• **DATA EXTRACT**
◇ ◇ ◇ ◇ ◇

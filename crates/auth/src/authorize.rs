use serde::Serialize;
use thiserror::Error;

use intelplat_core::Role;

use crate::{Resource, RoleSet};

#[derive(Debug, Error, Clone, PartialEq, Eq)]
pub enum AuthzError {
    #[error("forbidden: role '{role}' does not satisfy {required}")]
    Forbidden { role: Role, required: RoleSet },
}

/// Whether `role` satisfies a requirement of "any of `required`".
///
/// Admin is a superset of every role.
pub fn satisfies(role: Role, required: &RoleSet) -> bool {
    match role {
        Role::Admin => true,
        Role::Cybersecurity | Role::DataScience | Role::ITOperations => required.contains(role),
    }
}

/// Authorize a role against a requirement.
///
/// - No IO
/// - No panics
/// - Session validity is checked by the caller (`SessionManager::authorize`)
pub fn authorize(role: Role, required: &RoleSet) -> Result<(), AuthzError> {
    if satisfies(role, required) {
        Ok(())
    } else {
        Err(AuthzError::Forbidden {
            role,
            required: *required,
        })
    }
}

// ─────────────────────────────────────────────────────────────────────────────
// Authorization Explanation
// ─────────────────────────────────────────────────────────────────────────────

/// Auditable explanation of an access decision for one resource.
#[derive(Debug, Clone, Serialize)]
pub struct AuthorizationExplanation {
    pub resource: Resource,
    pub title: &'static str,
    pub granted: bool,
    pub reason: String,
    pub allowed_roles: RoleSet,
}

#[derive(Debug, Clone, Copy, PartialEq, Eq, Serialize)]
#[serde(rename_all = "snake_case")]
pub enum GrantKind {
    AdminOverride,
    RoleListed,
}

pub fn explain_authorization(role: Role, resource: Resource) -> AuthorizationExplanation {
    let allowed_roles = resource.allowed_roles();
    let grant = match role {
        Role::Admin => Some(GrantKind::AdminOverride),
        Role::Cybersecurity | Role::DataScience | Role::ITOperations => allowed_roles
            .contains(role)
            .then_some(GrantKind::RoleListed),
    };

    let reason = match grant {
        Some(GrantKind::AdminOverride) => "admin role satisfies every requirement".to_string(),
        Some(GrantKind::RoleListed) => format!("role '{role}' is allowed for '{resource}'"),
        None => format!("'{resource}' requires one of {allowed_roles}; session role is '{role}'"),
    };

    AuthorizationExplanation {
        resource,
        title: resource.title(),
        granted: grant.is_some(),
        reason,
        allowed_roles,
    }
}
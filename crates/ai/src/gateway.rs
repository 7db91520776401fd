//! Resilient entry point to the external AI service.
//!
//! Failure handling per call:
//! - model-specific errors mark the model unavailable and move on to the next
//!   selected candidate (bounded by `max_model_attempts` distinct models);
//! - transient errors retry the same model with exponential backoff (bounded
//!   by `max_transient_attempts`);
//! - rate limits surface immediately;
//! - anything else is an `UpstreamError`.

use std::sync::Arc;
use std::time::Duration;

use serde::Serialize;
use tracing::{debug, info, warn};

use intelplat_core::Role;

use crate::context::DashboardContext;
use crate::discovery::{CandidateStatus, ModelDiscoveryCache};
use crate::result::{AiError, AiResponse, Insight};
use crate::service::{FailureClass, GenerateRequest, ModelService, ServiceError};

#[derive(Debug, Clone)]
pub struct GatewayConfig {
    /// Distinct models tried per request before giving up.
    pub max_model_attempts: usize,
    /// Attempts on one model for transient failures (first call included).
    pub max_transient_attempts: u32,
    /// Bound on each external call.
    pub request_timeout: Duration,
    pub base_backoff: Duration,
    pub max_backoff: Duration,
}

impl Default for GatewayConfig {
    fn default() -> Self {
        Self {
            max_model_attempts: 3,
            max_transient_attempts: 2,
            request_timeout: Duration::from_secs(30),
            base_backoff: Duration::from_millis(200),
            max_backoff: Duration::from_secs(2),
        }
    }
}

/// Informational state for the UI; never blocks non-AI features.
#[derive(Debug, Clone, PartialEq, Eq, Serialize)]
#[serde(tag = "state", rename_all = "snake_case")]
pub enum GatewayStatus {
    Disabled,
    Ready { model: String },
    Degraded { reason: String },
}

#[derive(Debug)]
pub struct AiGateway {
    /// `None` when no API key is configured.
    discovery: Option<Arc<ModelDiscoveryCache>>,
    config: GatewayConfig,
}

impl AiGateway {
    pub fn new(discovery: Arc<ModelDiscoveryCache>, config: GatewayConfig) -> Self {
        Self {
            discovery: Some(discovery),
            config,
        }
    }

    /// Gateway without a key: every `ask` fails fast with `NoKeyConfigured`.
    pub fn disabled(config: GatewayConfig) -> Self {
        Self {
            discovery: None,
            config,
        }
    }

    pub fn is_enabled(&self) -> bool {
        self.discovery.is_some()
    }

    pub fn discovery(&self) -> Option<&Arc<ModelDiscoveryCache>> {
        self.discovery.as_ref()
    }

    pub fn config(&self) -> &GatewayConfig {
        &self.config
    }

    /// Current state from cached knowledge only; sends nothing upstream.
    pub fn status(&self) -> GatewayStatus {
        let Some(cache) = &self.discovery else {
            return GatewayStatus::Disabled;
        };
        if let Some(candidate) = cache.current() {
            return GatewayStatus::Ready {
                model: candidate.identifier,
            };
        }
        let snapshot = cache.snapshot();
        let reason = if snapshot.is_empty() {
            "no models configured"
        } else if snapshot.iter().all(|c| c.status == CandidateStatus::Unavailable) {
            "all configured models are unavailable"
        } else {
            "no model verified recently"
        };
        GatewayStatus::Degraded {
            reason: reason.to_string(),
        }
    }

    /// Ask a free-form question, optionally with structured context.
    pub async fn ask(
        &self,
        role: Role,
        prompt: &str,
        context: Option<&serde_json::Value>,
    ) -> Result<AiResponse, AiError> {
        let cache = self.discovery.as_ref().ok_or(AiError::NoKeyConfigured)?;
        let mut request = build_request(role, prompt)?;
        if let Some(ctx) = context.filter(|c| !c.is_null()) {
            let rendered = serde_json::to_string_pretty(ctx)
                .map_err(|e| AiError::InvalidInput(format!("context is not serializable: {e}")))?;
            request = request.with_context(rendered);
        }
        self.run(cache, &request).await
    }

    /// Ask a question about one dashboard's rows.
    pub async fn ask_with_dashboard(
        &self,
        role: Role,
        prompt: &str,
        context: &DashboardContext,
    ) -> Result<AiResponse, AiError> {
        let cache = self.discovery.as_ref().ok_or(AiError::NoKeyConfigured)?;
        let request = build_request(role, prompt)?.with_context(context.render());
        self.run(cache, &request).await
    }

    /// Analysis of a dashboard that degrades to a local summary when the
    /// service cannot answer. Rate limits and upstream failures still surface.
    pub async fn analyse(&self, role: Role, context: &DashboardContext) -> Result<Insight, AiError> {
        let prompt = format!(
            "Analyse the {} data below and recommend the next actions.",
            context.area().replace('_', " ")
        );
        match self.ask_with_dashboard(role, &prompt, context).await {
            Ok(resp) => Ok(Insight::from_model(resp)),
            Err(e) if e.is_unavailability() => {
                debug!(reason = %e, area = context.area(), "serving local summary");
                Ok(Insight::fallback(context.fallback_summary()))
            }
            Err(e) => Err(e),
        }
    }

    async fn run(&self, cache: &ModelDiscoveryCache, request: &GenerateRequest) -> Result<AiResponse, AiError> {
        let mut tried: Vec<String> = Vec::new();

        while tried.len() < self.config.max_model_attempts {
            let model = cache.select_excluding(&tried).await?.identifier;

            match self.call_with_retry(cache.service().as_ref(), &model, request).await {
                Ok(text) => {
                    cache.record_success(&model);
                    info!(model = %model, chars = text.len(), "ai request answered");
                    return Ok(AiResponse {
                        text: text.trim().to_string(),
                        model_used: model,
                    });
                }
                Err(err) => match err.class() {
                    FailureClass::ModelSpecific => {
                        warn!(model = %model, error = %err, "model rejected request; trying next");
                        cache.mark_unavailable(&model);
                        tried.push(model);
                    }
                    FailureClass::RateLimited => {
                        warn!(model = %model, "rate limited");
                        return Err(AiError::RateLimited(err.detail()));
                    }
                    FailureClass::Transient => {
                        warn!(model = %model, error = %err, "transient retries exhausted");
                        return Err(match err {
                            ServiceError::Timeout => AiError::Timeout,
                            other => AiError::UpstreamError(other.to_string()),
                        });
                    }
                    FailureClass::Fatal => {
                        warn!(model = %model, error = %err, "upstream rejected request");
                        return Err(AiError::UpstreamError(err.to_string()));
                    }
                },
            }
        }

        warn!(attempted = ?tried, "model attempts exhausted");
        Err(AiError::NoModelAvailable)
    }

    async fn call_with_retry(
        &self,
        service: &dyn ModelService,
        model: &str,
        request: &GenerateRequest,
    ) -> Result<String, ServiceError> {
        let mut attempt: u32 = 0;
        loop {
            attempt += 1;
            let result = match tokio::time::timeout(self.config.request_timeout, service.generate(model, request)).await {
                Ok(result) => result,
                Err(_) => Err(ServiceError::Timeout),
            };

            match result {
                Err(err) if err.class() == FailureClass::Transient && attempt < self.config.max_transient_attempts => {
                    let delay = backoff(self.config.base_backoff, self.config.max_backoff, attempt);
                    warn!(model = %model, attempt, delay_ms = delay.as_millis() as u64, error = %err, "transient failure; retrying");
                    tokio::time::sleep(delay).await;
                }
                other => return other,
            }
        }
    }
}

fn build_request(role: Role, prompt: &str) -> Result<GenerateRequest, AiError> {
    let prompt = prompt.trim();
    if prompt.is_empty() {
        return Err(AiError::InvalidInput("prompt must not be empty".to_string()));
    }
    Ok(GenerateRequest::new(prompt).with_system(persona(role)))
}

/// base * 2^(attempt-1), capped.
fn backoff(base: Duration, cap: Duration, attempt: u32) -> Duration {
    let factor = 1u32 << attempt.saturating_sub(1).min(10);
    base.saturating_mul(factor).min(cap)
}

fn persona(role: Role) -> String {
    let focus = match role {
        Role::Admin => "security incidents, data quality and IT operations across the organisation",
        Role::Cybersecurity => "security incidents, threat patterns and incident response",
        Role::DataScience => "dataset quality, data governance and analytics",
        Role::ITOperations => "IT ticket flow, service health and operational bottlenecks",
    };
    format!(
        "You are the assistant of an internal intelligence platform. The user's role is {}. \
         Focus on {}. Answer concisely and ground every claim in the data provided.",
        role.display_name(),
        focus
    )
}

#[cfg(test)]
mod tests {
    use super::*;

    #[test]
    fn backoff_doubles_and_caps() {
        let base = Duration::from_millis(200);
        let cap = Duration::from_secs(2);
        assert_eq!(backoff(base, cap, 1), Duration::from_millis(200));
        assert_eq!(backoff(base, cap, 2), Duration::from_millis(400));
        assert_eq!(backoff(base, cap, 4), Duration::from_millis(1600));
        assert_eq!(backoff(base, cap, 5), cap);
        assert_eq!(backoff(base, cap, 40), cap);
    }

    #[test]
    fn persona_names_the_role() {
        assert!(persona(Role::DataScience).contains("Data Science"));
    }

    #[test]
    fn disabled_gateway_reports_disabled() {
        assert_eq!(AiGateway::disabled(GatewayConfig::default()).status(), GatewayStatus::Disabled);
    }

    #[tokio::test]
    async fn empty_prompt_is_rejected() {
        let gw = AiGateway::new(
            Arc::new(ModelDiscoveryCache::new(
                Arc::new(crate::testing::ScriptedService::new()),
                vec!["m1".into()],
                Default::default(),
            )),
            GatewayConfig::default(),
        );
        assert!(matches!(gw.ask(Role::Admin, "   ", None).await, Err(AiError::InvalidInput(_))));
    }
}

◇ ◇ ◇ ◇ ◇

• **ASSIGNMENT**
All that is wanted is an exact copy of the lines above from the one with "#[derive(Debug, Clone, PartialEq, Eq, Serialize)]" through the one with "Gateway without a", with both ends included.

• **THE ANSWER**
#[derive(Debug, Clone, PartialEq, Eq, Serialize)]
#[serde(tag = "state", rename_all = "snake_case")]
pub enum GatewayStatus {
    Disabled,
    Ready { model: String },
    Degraded { reason: String },
}

#[derive(Debug)]
pub struct AiGateway {
    /// `None` when no API key is configured.
    discovery: Option<Arc<ModelDiscoveryCache>>,
    config: GatewayConfig,
}

impl AiGateway {
    pub fn new(discovery: Arc<ModelDiscoveryCache>, config: GatewayConfig) -> Self {
        Self {
            discovery: Some(discovery),
            config,
        }
    }

    /// Gateway without a key: every `ask` fails fast with `NoKeyConfigured`.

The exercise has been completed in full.